Accelerare la progettazione di nuove bioplastiche
Sono in molti a ritenere che nuove forme di plastica a base biologica possano costituire un modo efficace per ridurre l’impatto generato dall’inquinamento da plastica. Tuttavia, è innanzitutto necessario essere sicuri che questi nuovi materiali non finiscano per provocare altri tipi di problemi ambientali. Il progetto RenEcoPol ha dimostrato un metodo che, avvalendosi di strumenti bioinformatici e strategie di ecoprogettazione, permette di accelerare il processo di sviluppo di nuovi poliesteri in grado di biodegradarsi in modo sicuro, oppure di essere recuperati per un successivo riutilizzo. I ricercatori, attivi presso l’Università di Trieste, hanno concepito uno strumento per simulare il comportamento di monomeri ed enzimi e selezionare i migliori candidati con cui lavorare. «Vengono continuamente segnalati nuovi monomeri ma, se impieghiamo strumenti bioinformatici e flussi di lavoro automatici, possiamo prevederne le proprietà e velocizzarne ampiamente lo sviluppo», afferma Anamaria Todea, la ricercatrice principale di RenEcoPol, che ha lavorato sostenuta dal programma di azioni Marie Skłodowska-Curie. Il passo successivo è stato quello di convalidare questi modelli nel contesto laboratoriale, un compito che il team di RenEcoPol ha svolto preparando e caratterizzando in modo esaustivo 18 poliesteri, di cui alcuni nuovi e altri già noti, tutti provenienti da fonti rinnovabili con scale di 10 g, 15 g e 50 g. «Abbiamo implementato la sintesi enzimatica del poliestere per poi ampliarne la portata.
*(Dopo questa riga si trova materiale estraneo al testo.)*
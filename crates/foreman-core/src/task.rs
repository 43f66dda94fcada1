use std::fmt;
use std::str::FromStr;

use chrono::{DateTime, Utc};
use serde::{Deserialize, Serialize};
use uuid::Uuid;

// ---------------------------------------------------------------------------
// Enums
// ---------------------------------------------------------------------------

/// Status of a task.
#[derive(Debug, Clone, Copy, PartialEq, Eq, Hash, Serialize, Deserialize)]
#[serde(rename_all = "snake_case")]
pub enum TaskStatus {
    Pending,
    Running,
    Completed,
    Failed,
    Blocked,
}

impl TaskStatus {
    /// Terminal states are never left once entered.
    pub fn is_terminal(self) -> bool {
        matches!(self, Self::Completed | Self::Failed | Self::Blocked)
    }
}

impl fmt::Display for TaskStatus {
    fn fmt(&self, f: &mut fmt::Formatter<'_>) -> fmt::Result {
        let s = match self {
            Self::Pending => "pending",
            Self::Running => "running",
            Self::Completed => "completed",
            Self::Failed => "failed",
            Self::Blocked => "blocked",
        };
        f.write_str(s)
    }
}

impl FromStr for TaskStatus {
    type Err = TaskStatusParseError;

    fn from_str(s: &str) -> Result<Self, Self::Err> {
        match s {
            "pending" => Ok(Self::Pending),
            "running" => Ok(Self::Running),
            "completed" => Ok(Self::Completed),
            "failed" => Ok(Self::Failed),
            "blocked" => Ok(Self::Blocked),
            other => Err(TaskStatusParseError(other.to_owned())),
        }
    }
}

/// Error returned when parsing an invalid [`TaskStatus`] string.
#[derive(Debug, Clone)]
pub struct TaskStatusParseError(pub String);

impl fmt::Display for TaskStatusParseError {
    fn fmt(&self, f: &mut fmt::Formatter<'_>) -> fmt::Result {
        write!(f, "invalid task status: {:?}", self.0)
    }
}

impl std::error::Error for TaskStatusParseError {}

// ---------------------------------------------------------------------------

/// Priority of a task. Ordering is `Low < Normal < High < Critical`;
/// the ready set is dispatched highest-priority first.
#[derive(
    Debug, Clone, Copy, Default, PartialEq, Eq, PartialOrd, Ord, Hash, Serialize, Deserialize,
)]
#[serde(rename_all = "snake_case")]
pub enum TaskPriority {
    Low,
    #[default]
    Normal,
    High,
    Critical,
}

impl fmt::Display for TaskPriority {
    fn fmt(&self, f: &mut fmt::Formatter<'_>) -> fmt::Result {
        let s = match self {
            Self::Low => "low",
            Self::Normal => "normal",
            Self::High => "high",
            Self::Critical => "critical",
        };
        f.write_str(s)
    }
}

impl FromStr for TaskPriority {
    type Err = TaskPriorityParseError;

    fn from_str(s: &str) -> Result<Self, Self::Err> {
        match s {
            "low" => Ok(Self::Low),
            "normal" => Ok(Self::Normal),
            "high" => Ok(Self::High),
            "critical" => Ok(Self::Critical),
            other => Err(TaskPriorityParseError(other.to_owned())),
        }
    }
}

/// Error returned when parsing an invalid [`TaskPriority`] string.
#[derive(Debug, Clone)]
pub struct TaskPriorityParseError(pub String);

impl fmt::Display for TaskPriorityParseError {
    fn fmt(&self, f: &mut fmt::Formatter<'_>) -> fmt::Result {
        write!(f, "invalid task priority: {:?}", self.0)
    }
}

impl std::error::Error for TaskPriorityParseError {}

// ---------------------------------------------------------------------------
// Records
// ---------------------------------------------------------------------------

/// Outcome of a completed execution attempt.
#[derive(Debug, Clone, Serialize, Deserialize)]
pub struct TaskResult {
    pub success: bool,
    pub output: serde_json::Value,
    pub duration_ms: u64,
}

/// Request to insert a task into the graph.
#[derive(Debug, Clone, Serialize, Deserialize)]
pub struct TaskSpec {
    pub name: String,
    #[serde(default)]
    pub description: String,
    #[serde(default)]
    pub priority: TaskPriority,
    /// Ids of tasks that must complete before this one runs. All must
    /// already exist in the graph at insert time.
    #[serde(default)]
    pub dependencies: Vec<Uuid>,
    #[serde(default)]
    pub max_retries: u32,
    /// Opaque caller data, carried into DLQ entries on permanent failure.
    #[serde(default)]
    pub payload: serde_json::Value,
    /// Pin execution to a specific registered executor. When `None` the
    /// engine picks one round-robin.
    #[serde(default)]
    pub executor: Option<String>,
}

impl TaskSpec {
    /// Minimal spec with defaults for everything but the name.
    pub fn new(name: impl Into<String>) -> Self {
        Self {
            name: name.into(),
            description: String::new(),
            priority: TaskPriority::Normal,
            dependencies: Vec::new(),
            max_retries: 0,
            payload: serde_json::Value::Null,
            executor: None,
        }
    }

    pub fn priority(mut self, priority: TaskPriority) -> Self {
        self.priority = priority;
        self
    }

    pub fn depends_on(mut self, ids: impl IntoIterator<Item = Uuid>) -> Self {
        self.dependencies.extend(ids);
        self
    }

    pub fn max_retries(mut self, max_retries: u32) -> Self {
        self.max_retries = max_retries;
        self
    }

    pub fn payload(mut self, payload: serde_json::Value) -> Self {
        self.payload = payload;
        self
    }

    pub fn executor(mut self, executor: impl Into<String>) -> Self {
        self.executor = Some(executor.into());
        self
    }
}

/// A task -- a unit of work with dependencies, status, and retry budget.
#[derive(Debug, Clone, Serialize, Deserialize)]
pub struct Task {
    pub id: Uuid,
    pub name: String,
    pub description: String,
    pub priority: TaskPriority,
    pub status: TaskStatus,
    pub dependencies: Vec<Uuid>,
    pub retries: u32,
    pub max_retries: u32,
    pub created_at: DateTime<Utc>,
    pub started_at: Option<DateTime<Utc>>,
    pub completed_at: Option<DateTime<Utc>>,
    /// Executor that ran the latest attempt.
    pub assigned_executor: Option<String>,
    pub result: Option<TaskResult>,
    /// Last error message, if any attempt failed.
    pub error: Option<String>,
    pub payload: serde_json::Value,
    /// Pinned executor from the spec, if any.
    pub requested_executor: Option<String>,
    /// Insertion sequence, used to keep ready-set ordering stable.
    #[serde(skip)]
    pub(crate) seq: u64,
}

impl Task {
    /// Whether this task still has retry budget left.
    pub fn can_retry(&self) -> bool {
        self.retries < self.max_retries
    }
}

#[cfg(test)]
mod tests {
    use super::*;

    #[test]
    fn task_status_display_roundtrip() {
        let variants = [
            TaskStatus::Pending,
            TaskStatus::Running,
            TaskStatus::Completed,
            TaskStatus::Failed,
            TaskStatus::Blocked,
        ];
        for v in &variants {
            let s = v.to_string();
            let parsed: TaskStatus = s.parse().expect("should parse");
            assert_eq!(*v, parsed);
        }
    }

    #[test]
    fn task_status_invalid() {
        assert!("bogus".parse::<TaskStatus>().is_err());
    }

    #[test]
    fn terminal_states() {
        assert!(TaskStatus::Completed.is_terminal());
        assert!(TaskStatus::Failed.is_terminal());
        assert!(TaskStatus::Blocked.is_terminal());
        assert!(!TaskStatus::Pending.is_terminal());
        assert!(!TaskStatus::Running.is_terminal());
    }

    #[test]
    fn task_priority_display_roundtrip() {
        let variants = [
            TaskPriority::Low,
            TaskPriority::Normal,
            TaskPriority::High,
            TaskPriority::Critical,
        ];
        for v in &variants {
            let s = v.to_string();
            let parsed: TaskPriority = s.parse().expect("should parse");
            assert_eq!(*v, parsed);
        }
    }

    #[test]
    fn task_priority_invalid() {
        assert!("urgent".parse::<TaskPriority>().is_err());
    }

    #[test]
    fn priority_ordering() {
        assert!(TaskPriority::Critical > TaskPriority::High);
        assert!(TaskPriority::High > TaskPriority::Normal);
        assert!(TaskPriority::Normal > TaskPriority::Low);
    }

    #[test]
    fn spec_builder_chains() {
        let dep = Uuid::new_v4();
        let spec = TaskSpec::new("build")
            .priority(TaskPriority::High)
            .depends_on([dep])
            .max_retries(3)
            .executor("worker-1");
        assert_eq!(spec.name, "build");
        assert_eq!(spec.priority, TaskPriority::High);
        assert_eq!(spec.dependencies, vec![dep]);
        assert_eq!(spec.max_retries, 3);
        assert_eq!(spec.executor.as_deref(), Some("worker-1"));
    }
}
Abbiamo lavorato in condizioni reali, cercando di mettere in atto reazioni in sistemi privi di solventi o utilizzando solventi nuovi ed ecocompatibili, ricorrendo agli enzimi in quello che si può definire un sistema completamente ecologico», osserva Todea.
Biodegradabilità in mare
Gli scienziati hanno quindi analizzato la biodegradabilità dei poliesteri a base biologica nell’ambiente marino testando 25 campioni in totale. Successivamente, hanno anche utilizzato enzimi per idrolizzare o scomporre i poliesteri in acqua ricorrendo all’impiego di due enzimi disponibili in commercio e ottenendo rese di biodegradazione che hanno raggiunto il 90%. «In natura esistono enzimi in grado di idrolizzare i polimeri naturali. Per l’idrolisi di altri polimeri, tuttavia, abbiamo utilizzato enzimi diversi, non solo di origine naturale», spiega Todea. Il team di ricerca ha quindi valutato l’eventuale ecotossicità dei nuovi polimeri esaminandone gli effetti su microalghe e batteri. Secondo quanto ritiene Todea, il lavoro svolto in relazione all’ecotossicità colma una lacuna: attualmente, infatti, non sono disponibili molti dati sulle modalità di biodegradazione dei polimeri e dei monomeri a base biologica in ambienti marini, mentre ne esistono di più per quanto riguarda il suolo.
Misurare l’ecotossicità
Sono molti gli studi che dimostrano la quantità di giorni in cui la plastica scompare, ma non è così per le modalità e l’eventuale tossicità con cui si verifica questo processo», dichiara la ricercatrice. «Questi dati contribuiscono a garantire una progettazione ecocompatibile perché è importante sapere sin dall’inizio qual è il comportamento di un monomero a base biologica nell’ambito di diversi materiali, nonché se deve essere selezionato o meno per la sintesi. Se è di origine biologica, ma risulta tossico, non serve a nulla», aggiunge Todea.
Economia circolare
Infine, per chiudere il cerchio, la squadra ha impiegato i monomeri ottenuti in seguito alla degradazione enzimatica dei nuovi tipi di poliestere, cercando di recuperarli. I ricercatori hanno sviluppato procedure per monomeri sia solubili che insolubili e ne hanno fatto uso in una nuova reazione, ottenendo rese tra il 76% e il 90%. «Seguendo tutte queste fasi, abbiamo contribuito efficacemente ai principi della bioeconomia, dimostrando di essere in linea con l’economia circolare. I risultati sono stati convalidati e possono costituire il punto di partenza per nuovi poliesteri a base biologica caratterizzati dalle proprietà desiderate: bassa ecotossicità, biodegradabilità marina e biodegradabilità enzimatica», conclude Todea.